There are plenty of reasons to doubt these promises — the numbers just don’t add up, for one. But we don’t have to rely solely on CBO estimates and statistical projections to reach our judgment: We can simply turn our attention to New England, where most of the administration’s proposals have been tried. 

Vermont, Maine, and Massachusetts all force insurance companies to offer coverage to individuals regardless of health status, an arrangement known as “guaranteed issue.” All three states also forbid insurers to charge different rates based on health status, a policy known as “community rating.” Maine has a form of the “public option,” a government-run insurance plan that competes with private plans and offers taxpayer-subsidized premiums, while Massachusetts has an “individual mandate” requiring everyone to purchase health insurance. Even New Hampshire — sometimes held up as an island of individualism in a collectivist sea — has, when it comes to health care, been swept along with the currents.
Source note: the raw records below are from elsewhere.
//! Folder listing types.

use crate::error::DecodeResult;
use crate::mutf7;

/// Folder flag from a LIST response, normalized at decode time.
#[derive(Debug, Clone, PartialEq, Eq, Hash)]
pub enum FolderFlag {
    /// Folder cannot be selected.
    NoSelect,
    /// Folder does not exist (RFC 5258, implies `\Noselect`).
    NonExistent,
    /// Folder has no children.
    HasNoChildren,
    /// Folder has children.
    HasChildren,
    /// Folder is marked for attention.
    Marked,
    /// Folder is not marked.
    Unmarked,
    /// Folder is subscribed.
    Subscribed,
    // SPECIAL-USE attributes (RFC 6154)
    /// All messages (virtual folder).
    All,
    /// Archive folder.
    Archive,
    /// Drafts folder.
    Drafts,
    /// Flagged/starred messages (virtual folder).
    Flagged,
    /// Junk/spam folder.
    Junk,
    /// Sent folder.
    Sent,
    /// Trash folder.
    Trash,
    /// Important messages (RFC 8457).
    Important,
    /// Unrecognised token, kept as received.
    Unknown(String),
}

impl FolderFlag {
    /// Parses a folder flag token.
    #[must_use]
    pub fn parse(s: &str) -> Self {
        match s.to_ascii_uppercase().as_str() {
            "\\NOSELECT" => Self::NoSelect,
            "\\NONEXISTENT" => Self::NonExistent,
            "\\HASNOCHILDREN" => Self::HasNoChildren,
            "\\HASCHILDREN" => Self::HasChildren,
            "\\MARKED" => Self::Marked,
            "\\UNMARKED" => Self::Unmarked,
            "\\SUBSCRIBED" => Self::Subscribed,
            "\\ALL" => Self::All,
            "\\ARCHIVE" => Self::Archive,
            "\\DRAFTS" => Self::Drafts,
            "\\FLAGGED" => Self::Flagged,
            "\\JUNK" | "\\SPAM" => Self::Junk,
            "\\SENT" => Self::Sent,
            "\\TRASH" => Self::Trash,
            "\\IMPORTANT" => Self::Important,
            _ => Self::Unknown(s.to_string()),
        }
    }

    /// Returns the canonical wire spelling.
    #[must_use]
    pub fn as_str(&self) -> &str {
        match self {
            Self::NoSelect => "\\Noselect",
            Self::NonExistent => "\\NonExistent",
            Self::HasNoChildren => "\\HasNoChildren",
            Self::HasChildren => "\\HasChildren",
            Self::Marked => "\\Marked",
            Self::Unmarked => "\\Unmarked",
            Self::Subscribed => "\\Subscribed",
            Self::All => "\\All",
            Self::Archive => "\\Archive",
            Self::Drafts => "\\Drafts",
            Self::Flagged => "\\Flagged",
            Self::Junk => "\\Junk",
            Self::Sent => "\\Sent",
            Self::Trash => "\\Trash",
            Self::Important => "\\Important",
            Self::Unknown(s) => s,
        }
    }

    /// Returns true unless the flag is outside the known vocabulary.
    #[must_use]
    pub const fn is_known(&self) -> bool {
        !matches!(self, Self::Unknown(_))
    }
}

impl std::fmt::Display for FolderFlag {
    fn fmt(&self, f: &mut std::fmt::Formatter<'_>) -> std::fmt::Result {
        f.write_str(self.as_str())
    }
}

/// Set of folder flags, in the order first seen.
#[derive(Debug, Clone, Default, PartialEq, Eq)]
pub struct FolderFlags {
    flags: Vec<FolderFlag>,
}

impl FolderFlags {
    /// Creates an empty flag set.
    #[must_use]
    pub fn new() -> Self {
        Self::default()
    }

    /// Adds a flag unless already present.
    pub fn insert(&mut self, flag: FolderFlag) {
        if !self.flags.contains(&flag) {
            self.flags.push(flag);
        }
    }

    /// Returns true if the flag is present.
    #[must_use]
    pub fn contains(&self, flag: &FolderFlag) -> bool {
        self.flags.contains(flag)
    }

    /// Returns an iterator over the flags.
    pub fn iter(&self) -> impl Iterator<Item = &FolderFlag> {
        self.flags.iter()
    }

    /// Returns the unrecognised tokens.
    pub fn unknown(&self) -> impl Iterator<Item = &str> {
        self.flags.iter().filter_map(|f| match f {
            FolderFlag::Unknown(s) => Some(s.as_str()),
            _ => None,
        })
    }

    /// Returns the number of flags.
    #[must_use]
    pub fn len(&self) -> usize {
        self.flags.len()
    }

    /// Returns true if there are no flags.
    #[must_use]
    pub fn is_empty(&self) -> bool {
        self.flags.is_empty()
    }
}

impl FromIterator<FolderFlag> for FolderFlags {
    fn from_iter<I: IntoIterator<Item = FolderFlag>>(iter: I) -> Self {
        let mut flags = Self::new();
        for flag in iter {
            flags.insert(flag);
        }
        flags
    }
}

impl std::fmt::Display for FolderFlags {
    fn fmt(&self, f: &mut std::fmt::Formatter<'_>) -> std::fmt::Result {
        for (i, flag) in self.flags.iter().enumerate() {
            if i > 0 {
                f.write_str(" ")?;
            }
            write!(f, "{flag}")?;
        }
        Ok(())
    }
}

/// One decoded LIST entry.
#[derive(Debug, Clone, PartialEq, Eq)]
pub struct FolderEntry {
    /// Folder name as sent by the server (modified UTF-7).
    pub name: String,
    /// Hierarchy delimiter, absent for flat namespaces (`NIL`).
    pub delimiter: Option<char>,
    /// Folder flags.
    pub flags: FolderFlags,
}

impl FolderEntry {
    /// Returns the human-readable folder name.
    ///
    /// # Errors
    ///
    /// Returns an error if the name is not valid modified UTF-7.
    pub fn display_name(&self) -> DecodeResult<String> {
        mutf7::decode(&self.name)
    }
}

#[cfg(test)]
#[allow(clippy::unwrap_used)]
mod tests {
    use super::*;

    #[test]
    fn parse_is_case_insensitive() {
        assert_eq!(FolderFlag::parse("\\NOSELECT"), FolderFlag::NoSelect);
        assert_eq!(FolderFlag::parse("\\noselect"), FolderFlag::NoSelect);
        assert_eq!(
            FolderFlag::parse("\\hasnochildren"),
            FolderFlag::HasNoChildren
        );
    }

    #[test]
    fn spam_is_junk() {
        assert_eq!(FolderFlag::parse("\\Spam"), FolderFlag::Junk);
    }

    #[test]
    fn unknown_token_is_kept() {
        let flag = FolderFlag::parse("\\XCustom");
        assert_eq!(flag, FolderFlag::Unknown("\\XCustom".to_string()));
        assert!(!flag.is_known());
        assert_eq!(flag.as_str(), "\\XCustom");
    }

    #[test]
    fn flags_deduplicate_and_display() {
        let flags: FolderFlags = ["\\HasChildren", "\\hasCHILDREN", "\\Sent"]
            .into_iter()
            .map(FolderFlag::parse)
            .collect();
        assert_eq!(flags.len(), 2);
        assert_eq!(flags.to_string(), "\\HasChildren \\Sent");
    }

    #[test]
    fn unknown_iterator() {
        let flags: FolderFlags = ["\\Sent", "$Custom"]
            .into_iter()
            .map(FolderFlag::parse)
            .collect();
        assert_eq!(flags.unknown().collect::<Vec<_>>(), vec!["$Custom"]);
    }

    #[test]
    fn display_name_decodes_modified_utf7() {
        let entry = FolderEntry {
            name: "Entw&APw-rfe".to_string(),
            delimiter: Some('/'),
            flags: FolderFlags::new(),
        };
        assert_eq!(entry.display_name().unwrap(), "Entwürfe");
    }
}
The result: Health care costs more in New England than it does anywhere else in the country. Insurance companies have fled the region, leading to less competition and higher premiums. The number of uninsured has gone down, true, but not by nearly as much as proponents of these reforms had predicted, while health-care subsidies eat up an ever-growing share of the states’ budgets, with the consequences of higher taxes and — yes — rationed care.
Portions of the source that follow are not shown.